The Sense of an Ending, by Julian Barnes, is an eloquent novella about youth seen from the vantage point of late middle age. It examines one's perceptions of events that took place long ago. The narrator, Tony Webster, is an average man who relishes being ordinary. He is now comfortably retired, has an amicable relationship with his ex-wife, and has a grown daughter and grandchildren. Ennui plagues him. At 60, he does nothing other than volunteer at the local hospital library. "I had wanted life not to bother me too much, and succeeded--and how pitiful that was."
But life was not always this way. As a young man in high school, Tony was one of four close friends. The most unusual of these boys was the shy and gifted Adrian Finn. He was a star student and went on to study philosophy and "moral sciences" at Cambridge. Adrian's life ended mysteriously in suicide while he was doing his post-graduate studies. Well into his later years, Tony believes his friend died a noble philosopher's death.
What really happened to Adrian during those university years, as well as to Veronica, the young woman who dated them both, comprises the essence of this book.

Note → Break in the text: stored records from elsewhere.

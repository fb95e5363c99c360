//! Abstract media store trait and media key conventions.
//!
//! Every media backend implements [`MediaStore`].  Objects are addressed by
//! a full key `<prefix><basename>` inside one bucket; documents only keep
//! the basename (`<nanos><ext>`), and [`MediaKind`] maps between the two.

use bytes::Bytes;
use chrono::{DateTime, Utc};
use std::future::Future;
use std::pin::Pin;
use std::sync::atomic::{AtomicU64, Ordering};
use std::time::{SystemTime, UNIX_EPOCH};

/// Async media storage contract.
pub trait MediaStore: Send + Sync + 'static {
    /// Write `data` at `key`, returning the number of bytes stored.
    fn put(
        &self,
        key: &str,
        data: Bytes,
    ) -> Pin<Box<dyn Future<Output = anyhow::Result<u64>> + Send + '_>>;

    /// Remove the object at `key`.  Removing an absent object succeeds.
    fn remove(&self, key: &str) -> Pin<Box<dyn Future<Output = anyhow::Result<()>> + Send + '_>>;

    /// Whether an object exists at `key`.
    fn exists(
        &self,
        key: &str,
    ) -> Pin<Box<dyn Future<Output = anyhow::Result<bool>> + Send + '_>>;

    /// Every key starting with `prefix`, sorted.
    fn list(
        &self,
        prefix: &str,
    ) -> Pin<Box<dyn Future<Output = anyhow::Result<Vec<String>>> + Send + '_>>;

    /// Readiness probe.
    fn ping(&self) -> Pin<Box<dyn Future<Output = anyhow::Result<()>> + Send + '_>>;
}

// ── Key layout ──────────────────────────────────────────────────────

/// What a media object is attached to; decides its key prefix.
#[derive(Debug, Clone, Copy, PartialEq, Eq)]
pub enum MediaKind {
    Thumbnail,
    Profile,
}

impl MediaKind {
    pub const ALL: [MediaKind; 2] = [MediaKind::Thumbnail, MediaKind::Profile];

    pub fn prefix(self) -> &'static str {
        match self {
            MediaKind::Thumbnail => "blog/",
            MediaKind::Profile => "profile/",
        }
    }

    /// Full object key for a stored basename.
    pub fn key(self, basename: &str) -> String {
        format!("{}{}", self.prefix(), basename)
    }
}

static LAST_NANOS: AtomicU64 = AtomicU64::new(0);

/// Nanoseconds since the epoch, strictly increasing within the process.
pub fn next_timestamp() -> u64 {
    let now = SystemTime::now()
        .duration_since(UNIX_EPOCH)
        .map(|d| d.as_nanos() as u64)
        .unwrap_or(0);
    let mut prev = LAST_NANOS.load(Ordering::Relaxed);
    loop {
        let next = now.max(prev + 1);
        match LAST_NANOS.compare_exchange_weak(prev, next, Ordering::AcqRel, Ordering::Relaxed) {
            Ok(_) => return next,
            Err(actual) => prev = actual,
        }
    }
}

/// A fresh basename `<nanos><extension>`.
pub fn new_basename(extension: &str) -> String {
    format!("{}{}", next_timestamp(), extension)
}

/// Creation time encoded in a key or basename, if it has one.
pub fn key_timestamp(key: &str) -> Option<DateTime<Utc>> {
    let basename = key.rsplit('/').next().unwrap_or(key);
    let digits = basename.split('.').next()?;
    let nanos: i64 = digits.parse().ok()?;
    Some(DateTime::from_timestamp_nanos(nanos))
}

// ── Upload allow-lists ──────────────────────────────────────────────

/// Accepted file types for an upload field.
#[derive(Debug, Clone, Copy, PartialEq, Eq)]
pub enum AllowList {
    Image,
    /// PDF uploads. No route accepts document uploads yet.
    Document,
}

impl AllowList {
    pub fn extensions(self) -> &'static [&'static str] {
        match self {
            AllowList::Image => &["jpeg", "jpg", "gif", "png", "svg", "webp"],
            AllowList::Document => &["pdf"],
        }
    }

    fn label(self) -> &'static str {
        match self {
            AllowList::Image => "image",
            AllowList::Document => "document",
        }
    }
}

#[derive(Debug, Clone, PartialEq, Eq, thiserror::Error)]
#[error("file {filename:?} is not an accepted {kind} type ({allowed})")]
pub struct UnsupportedMedia {
    pub filename: String,
    pub kind: &'static str,
    pub allowed: String,
}

/// Check `filename` against `allow` and return its extension including the
/// leading dot, in the case it was given.
pub fn validate_extension(filename: &str, allow: AllowList) -> Result<String, UnsupportedMedia> {
    let extension = filename
        .rfind('.')
        .map(|idx| &filename[idx..])
        .filter(|ext| ext.len() > 1 && !ext.contains('/'));
    match extension {
        Some(ext)
            if allow
                .extensions()
                .iter()
                .any(|ok| ext[1..].eq_ignore_ascii_case(ok)) =>
        {
            Ok(ext.to_string())
        }
        _ => Err(UnsupportedMedia {
            filename: filename.to_string(),
            kind: allow.label(),
            allowed: allow.extensions().join(", "),
        }),
    }
}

When Tony is bequeathed Adrian's diary after the death of Veronica's mother, and subsequently denied access to it, the novella takes on a quest motif. Tony follows Veronica, uncovering not only the secrets of her former life, but that of Adrian. Most important, though, he meets his former self--a narcissist whose actions are redeemed only by his sense of current remorse.
You get towards the end of life--no, not life itself, but of something else: the end of any likelihood of change in that life. You are allowed a long moment of pause, time enough to ask the question: what else have I done wrong? (p. 163)
The Sense of an Ending, winner of the 2011 Booker Award, is a powerful novella with surprising twists. It realistically depicts the callousness of youth and the falseness of our recollections. Julian Barnes presents us with a sympathetic but unreliable narrator who leads himself and the reader to a shocking conclusion.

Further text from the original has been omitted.